A Mother Daughter Connection: Honoring Our Past,
Creating the Future.
Women for Conservation is more than an organization, it is our legacy. Our organization was created in memory of Amparo, Sara’s mother, who was a visionary and was remembered by communities for her compassionate work with social outreach. Amparo dedicated her life to the empowerment of rural women in Cauca, Colombia; she unfortunately died at the age of 42, when Sara was only 19 years old. Her image is our logo and is represented by our mission,values and every aspect of our organization.
In essence, we are built on three generations of mother and daughter connection, passing knowledge, wisdom and passion. The lessons of our grandmother guides us to better understand the issues that women face. We dedicate our cause to the generations of women… past, present and yet to come.
Since it was established, the organization has partnered with fundación ProAves in Colombia to develop projects to empower women in rural communities at five project sites, including the nature reserves of El Dorado, El Jaguar, Loros Andinos, Cerulean Warbler, And Paujil. Involving women in the conservation of these reserves has successfully preserved natural resources while significantly reducing threats to endangered species.
As part of its earliest programs, Women For Conservation designed environmental education programs to raise awareness about endangered species and their habitats, in collaboration with local mothers and their children. To prevent deforestation, fuel-efficient stoves were provided to families, reducing the need to cook with firewood. Additionally, the initiative launched reproductive health campaigns and workshops that taught sexual education and distributed contraceptives to benefit women and their families.

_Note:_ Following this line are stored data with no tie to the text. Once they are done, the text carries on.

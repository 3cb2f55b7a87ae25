//! Native desktop runner for lucky-wheel-viz development.
//!
//! Run with: cargo run --example native --features native
//! Persist options to a directory: cargo run --example native --features native -- --data-dir /tmp/wheel

use std::path::PathBuf;

use eframe::{run_native, NativeOptions};
use lucky_wheel_core::WheelConfig;
use lucky_wheel_viz::{Host, LuckyWheelApp};

fn main() -> eframe::Result<()> {
    #[cfg(debug_assertions)]
    {
        use tracing_subscriber::{fmt, prelude::*, EnvFilter};
        tracing_subscriber::registry()
            .with(fmt::layer())
            .with(
                EnvFilter::from_default_env()
                    .add_directive("lucky_wheel_viz=debug".parse().unwrap())
                    .add_directive("lucky_wheel_core=debug".parse().unwrap()),
            )
            .init();
    }

    let mut data_dir: Option<PathBuf> = None;
    let mut config = WheelConfig::default();

    let args: Vec<String> = std::env::args().collect();
    let mut i = 1;
    while i < args.len() {
        match args[i].as_str() {
            "--data-dir" | "-d" => {
                let Some(path) = args.get(i + 1) else {
                    eprintln!("Error: --data-dir requires a path argument");
                    std::process::exit(1);
                };
                data_dir = Some(PathBuf::from(path));
                i += 2;
            }
            "--embedded" => {
                // Pretend to be the in-app browser to exercise the alert paths
                config.user_agent = Some("Mozilla/5.0 MicroMessenger/8.0".to_string());
                i += 1;
            }
            "--help" | "-h" => {
                println!("Lucky Wheel - Native Development Runner");
                println!();
                println!("Usage: native [OPTIONS]");
                println!();
                println!("Options:");
                println!("  --data-dir, -d <PATH>  Persist options to <PATH>/options.json");
                println!("  --embedded             Simulate the embedded browser");
                println!("  --help, -h             Show this help message");
                return Ok(());
            }
            _ => {
                i += 1;
            }
        }
    }

    let options = NativeOptions {
        viewport: egui::ViewportBuilder::default()
            .with_inner_size([480.0, 640.0])
            .with_title("Lucky Wheel - Development"),
        ..Default::default()
    };

    run_native(
        "Lucky Wheel",
        options,
        Box::new(move |cc| {
            let host = Host::native(&config, data_dir.as_deref());
            Ok(Box::new(LuckyWheelApp::with_host(cc, config, host)))
        }),
    )
}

Importantly, the organization economically empowers women by encouraging them to establish eco-friendly microbusinesses that produce Sustainable artisan crafts for sale. This extra income helps steer families away from earning a living through destructive practices such as logging, ranching, and poaching wildlife. The pilot program was made possible with support from the American Bird Conservancy and Audubon Naturalist Society. It has trained women from five villages to sustainably use natural resources; such as creating jewelry from seeds and Tagua nuts (otherwise known as “vegetable ivory”). The finished products are displayed and sold at ProAves Nature Reserves. Funds from sales pay a fair-trade wage to women participating in the program.